++++ DATA SECTION ++++

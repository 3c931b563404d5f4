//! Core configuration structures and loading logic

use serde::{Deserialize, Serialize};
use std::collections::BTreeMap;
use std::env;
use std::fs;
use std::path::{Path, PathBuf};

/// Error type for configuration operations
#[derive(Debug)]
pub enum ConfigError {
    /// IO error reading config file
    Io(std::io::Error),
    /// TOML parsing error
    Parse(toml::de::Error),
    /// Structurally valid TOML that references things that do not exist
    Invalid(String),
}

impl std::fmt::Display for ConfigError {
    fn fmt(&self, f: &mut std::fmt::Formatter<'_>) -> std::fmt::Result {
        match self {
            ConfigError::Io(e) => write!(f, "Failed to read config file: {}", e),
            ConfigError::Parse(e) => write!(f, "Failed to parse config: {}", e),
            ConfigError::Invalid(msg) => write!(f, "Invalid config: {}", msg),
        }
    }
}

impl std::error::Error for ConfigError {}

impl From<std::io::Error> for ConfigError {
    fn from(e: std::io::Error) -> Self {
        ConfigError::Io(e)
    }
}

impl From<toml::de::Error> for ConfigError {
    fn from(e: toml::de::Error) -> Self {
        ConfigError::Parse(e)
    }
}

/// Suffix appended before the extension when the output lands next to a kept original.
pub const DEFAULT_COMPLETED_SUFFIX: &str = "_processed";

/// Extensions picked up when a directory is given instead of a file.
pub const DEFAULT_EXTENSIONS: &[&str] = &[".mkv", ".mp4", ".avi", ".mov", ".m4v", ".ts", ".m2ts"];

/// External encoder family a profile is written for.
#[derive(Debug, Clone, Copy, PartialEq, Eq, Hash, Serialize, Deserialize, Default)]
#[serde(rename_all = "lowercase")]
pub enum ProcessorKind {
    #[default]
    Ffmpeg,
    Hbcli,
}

++++
++++ DATA SECTION ++++

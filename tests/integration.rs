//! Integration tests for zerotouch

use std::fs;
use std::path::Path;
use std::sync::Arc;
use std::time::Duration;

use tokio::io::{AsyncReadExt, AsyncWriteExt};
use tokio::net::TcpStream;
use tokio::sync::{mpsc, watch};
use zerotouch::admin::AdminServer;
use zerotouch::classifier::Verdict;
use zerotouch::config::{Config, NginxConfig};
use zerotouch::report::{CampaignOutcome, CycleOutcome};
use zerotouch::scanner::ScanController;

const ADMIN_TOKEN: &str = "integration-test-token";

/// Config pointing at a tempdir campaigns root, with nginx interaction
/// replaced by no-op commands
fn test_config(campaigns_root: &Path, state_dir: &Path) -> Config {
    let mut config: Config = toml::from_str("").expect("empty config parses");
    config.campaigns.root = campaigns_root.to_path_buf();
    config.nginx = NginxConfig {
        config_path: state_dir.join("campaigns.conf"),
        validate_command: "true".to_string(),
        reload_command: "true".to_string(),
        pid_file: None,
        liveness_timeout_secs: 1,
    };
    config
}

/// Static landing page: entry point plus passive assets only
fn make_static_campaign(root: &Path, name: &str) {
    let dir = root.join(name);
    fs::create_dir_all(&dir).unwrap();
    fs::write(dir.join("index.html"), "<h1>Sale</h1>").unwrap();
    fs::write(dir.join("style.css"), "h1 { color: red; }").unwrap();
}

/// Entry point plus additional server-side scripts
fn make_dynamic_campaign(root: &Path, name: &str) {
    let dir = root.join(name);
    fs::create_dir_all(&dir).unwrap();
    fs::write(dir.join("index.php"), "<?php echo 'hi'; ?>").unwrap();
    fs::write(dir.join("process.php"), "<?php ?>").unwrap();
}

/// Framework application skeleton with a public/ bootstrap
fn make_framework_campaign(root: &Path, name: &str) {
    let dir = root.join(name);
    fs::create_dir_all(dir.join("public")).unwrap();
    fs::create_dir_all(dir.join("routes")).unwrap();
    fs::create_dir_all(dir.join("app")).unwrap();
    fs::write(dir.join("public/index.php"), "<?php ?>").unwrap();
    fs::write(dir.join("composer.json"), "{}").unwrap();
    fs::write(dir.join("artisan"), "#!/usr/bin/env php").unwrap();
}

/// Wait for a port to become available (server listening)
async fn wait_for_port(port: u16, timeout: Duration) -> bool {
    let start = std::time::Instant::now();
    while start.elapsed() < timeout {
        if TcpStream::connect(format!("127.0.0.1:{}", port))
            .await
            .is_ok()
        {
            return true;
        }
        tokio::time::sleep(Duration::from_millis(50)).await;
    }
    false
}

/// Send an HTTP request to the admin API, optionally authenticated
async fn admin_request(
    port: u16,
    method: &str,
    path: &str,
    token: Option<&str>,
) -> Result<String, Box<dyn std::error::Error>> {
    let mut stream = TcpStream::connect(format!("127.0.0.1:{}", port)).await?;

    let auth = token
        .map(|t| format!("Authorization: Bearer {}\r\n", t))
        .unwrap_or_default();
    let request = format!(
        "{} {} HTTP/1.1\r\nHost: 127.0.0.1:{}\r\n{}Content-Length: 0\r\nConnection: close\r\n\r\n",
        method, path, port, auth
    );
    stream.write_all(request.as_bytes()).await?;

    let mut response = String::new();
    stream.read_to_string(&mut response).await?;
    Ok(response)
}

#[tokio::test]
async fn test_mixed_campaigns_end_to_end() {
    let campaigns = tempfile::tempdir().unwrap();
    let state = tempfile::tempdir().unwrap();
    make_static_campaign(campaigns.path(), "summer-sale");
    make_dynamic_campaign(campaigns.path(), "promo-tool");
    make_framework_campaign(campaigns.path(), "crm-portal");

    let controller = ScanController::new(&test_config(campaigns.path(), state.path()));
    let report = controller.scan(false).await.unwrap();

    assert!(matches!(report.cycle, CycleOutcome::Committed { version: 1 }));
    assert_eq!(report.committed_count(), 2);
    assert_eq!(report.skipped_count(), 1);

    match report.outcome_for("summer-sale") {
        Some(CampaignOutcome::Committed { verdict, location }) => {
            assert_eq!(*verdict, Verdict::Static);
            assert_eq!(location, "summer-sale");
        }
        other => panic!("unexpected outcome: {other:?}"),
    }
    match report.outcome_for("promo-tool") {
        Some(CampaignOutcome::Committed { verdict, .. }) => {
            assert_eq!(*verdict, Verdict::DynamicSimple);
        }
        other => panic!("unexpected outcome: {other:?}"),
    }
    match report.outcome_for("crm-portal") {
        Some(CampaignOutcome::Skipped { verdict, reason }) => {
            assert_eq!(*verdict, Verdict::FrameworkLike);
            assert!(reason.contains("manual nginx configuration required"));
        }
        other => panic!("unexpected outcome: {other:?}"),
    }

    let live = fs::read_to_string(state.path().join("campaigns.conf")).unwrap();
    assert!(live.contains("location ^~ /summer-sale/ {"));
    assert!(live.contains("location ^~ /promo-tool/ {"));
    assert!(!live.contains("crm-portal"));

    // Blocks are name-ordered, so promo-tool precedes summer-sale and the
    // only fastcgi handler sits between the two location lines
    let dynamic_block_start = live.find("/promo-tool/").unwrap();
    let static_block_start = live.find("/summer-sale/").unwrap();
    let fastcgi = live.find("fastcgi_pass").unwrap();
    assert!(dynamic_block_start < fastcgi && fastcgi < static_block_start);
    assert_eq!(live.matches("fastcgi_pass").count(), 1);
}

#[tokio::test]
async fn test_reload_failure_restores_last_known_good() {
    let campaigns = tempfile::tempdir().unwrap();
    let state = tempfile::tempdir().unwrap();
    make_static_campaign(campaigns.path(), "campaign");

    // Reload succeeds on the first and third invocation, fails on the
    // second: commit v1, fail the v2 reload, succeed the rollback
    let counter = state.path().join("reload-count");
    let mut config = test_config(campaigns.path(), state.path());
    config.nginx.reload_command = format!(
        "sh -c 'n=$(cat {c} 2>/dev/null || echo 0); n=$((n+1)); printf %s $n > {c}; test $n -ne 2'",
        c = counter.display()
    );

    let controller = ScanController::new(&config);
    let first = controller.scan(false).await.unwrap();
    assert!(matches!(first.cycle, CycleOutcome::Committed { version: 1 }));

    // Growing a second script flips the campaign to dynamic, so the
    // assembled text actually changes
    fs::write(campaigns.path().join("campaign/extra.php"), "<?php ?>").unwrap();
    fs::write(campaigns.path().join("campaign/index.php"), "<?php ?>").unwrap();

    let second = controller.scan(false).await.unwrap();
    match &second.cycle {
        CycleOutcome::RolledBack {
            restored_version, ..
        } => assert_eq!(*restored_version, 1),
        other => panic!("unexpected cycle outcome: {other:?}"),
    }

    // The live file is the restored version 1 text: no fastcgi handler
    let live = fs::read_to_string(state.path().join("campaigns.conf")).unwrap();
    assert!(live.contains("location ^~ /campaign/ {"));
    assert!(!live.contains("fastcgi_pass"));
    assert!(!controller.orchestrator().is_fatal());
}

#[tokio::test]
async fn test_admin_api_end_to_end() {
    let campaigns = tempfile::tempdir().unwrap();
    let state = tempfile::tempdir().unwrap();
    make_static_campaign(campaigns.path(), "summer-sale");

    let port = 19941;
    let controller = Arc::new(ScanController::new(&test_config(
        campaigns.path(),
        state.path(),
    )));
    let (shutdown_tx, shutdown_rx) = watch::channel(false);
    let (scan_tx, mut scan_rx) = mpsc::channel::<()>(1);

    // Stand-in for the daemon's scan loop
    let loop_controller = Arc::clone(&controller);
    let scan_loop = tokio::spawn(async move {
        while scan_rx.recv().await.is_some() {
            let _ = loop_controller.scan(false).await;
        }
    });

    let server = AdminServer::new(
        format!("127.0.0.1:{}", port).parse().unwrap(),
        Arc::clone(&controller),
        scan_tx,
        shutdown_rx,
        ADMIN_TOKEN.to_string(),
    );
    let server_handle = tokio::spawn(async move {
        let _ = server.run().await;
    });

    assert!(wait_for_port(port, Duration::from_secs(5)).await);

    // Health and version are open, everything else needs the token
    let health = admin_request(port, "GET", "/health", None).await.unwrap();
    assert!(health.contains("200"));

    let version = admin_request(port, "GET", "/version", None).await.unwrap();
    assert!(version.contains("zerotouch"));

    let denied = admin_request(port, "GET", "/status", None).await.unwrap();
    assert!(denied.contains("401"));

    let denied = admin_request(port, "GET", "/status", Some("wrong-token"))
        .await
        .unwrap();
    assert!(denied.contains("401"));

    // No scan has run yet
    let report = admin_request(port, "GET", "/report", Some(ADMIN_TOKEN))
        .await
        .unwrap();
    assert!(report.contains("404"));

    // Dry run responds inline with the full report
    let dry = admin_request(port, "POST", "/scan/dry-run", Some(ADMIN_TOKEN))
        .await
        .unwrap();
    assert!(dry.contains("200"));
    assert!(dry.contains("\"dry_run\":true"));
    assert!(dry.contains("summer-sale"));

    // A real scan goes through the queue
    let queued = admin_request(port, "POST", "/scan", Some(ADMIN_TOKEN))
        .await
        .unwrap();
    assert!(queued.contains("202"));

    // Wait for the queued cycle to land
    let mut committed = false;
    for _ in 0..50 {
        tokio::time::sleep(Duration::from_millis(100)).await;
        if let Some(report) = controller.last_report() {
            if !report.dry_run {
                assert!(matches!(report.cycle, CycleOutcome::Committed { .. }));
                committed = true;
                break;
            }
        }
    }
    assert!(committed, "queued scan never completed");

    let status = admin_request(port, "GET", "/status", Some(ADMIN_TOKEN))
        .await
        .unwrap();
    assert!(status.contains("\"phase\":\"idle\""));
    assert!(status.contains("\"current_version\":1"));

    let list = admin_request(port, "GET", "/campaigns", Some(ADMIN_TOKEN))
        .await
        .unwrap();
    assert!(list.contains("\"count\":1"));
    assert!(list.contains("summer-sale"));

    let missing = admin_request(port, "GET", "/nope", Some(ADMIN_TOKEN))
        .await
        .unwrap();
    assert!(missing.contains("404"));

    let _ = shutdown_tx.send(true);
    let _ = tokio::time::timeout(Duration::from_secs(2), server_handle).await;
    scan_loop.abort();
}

++++

#### [PROBLEM STATEMENT]
Search the listing above for the string "ConfigError". Copy every line that contains it.

#### [ANSWER BOX]
pub enum ConfigError {
impl std::fmt::Display for ConfigError {
            ConfigError::Io(e) => write!(f, "Failed to read config file: {}", e),
            ConfigError::Parse(e) => write!(f, "Failed to parse config: {}", e),
            ConfigError::Invalid(msg) => write!(f, "Invalid config: {}", msg),
impl std::error::Error for ConfigError {}
impl From<std::io::Error> for ConfigError {
        ConfigError::Io(e)
impl From<toml::de::Error> for ConfigError {
        ConfigError::Parse(e)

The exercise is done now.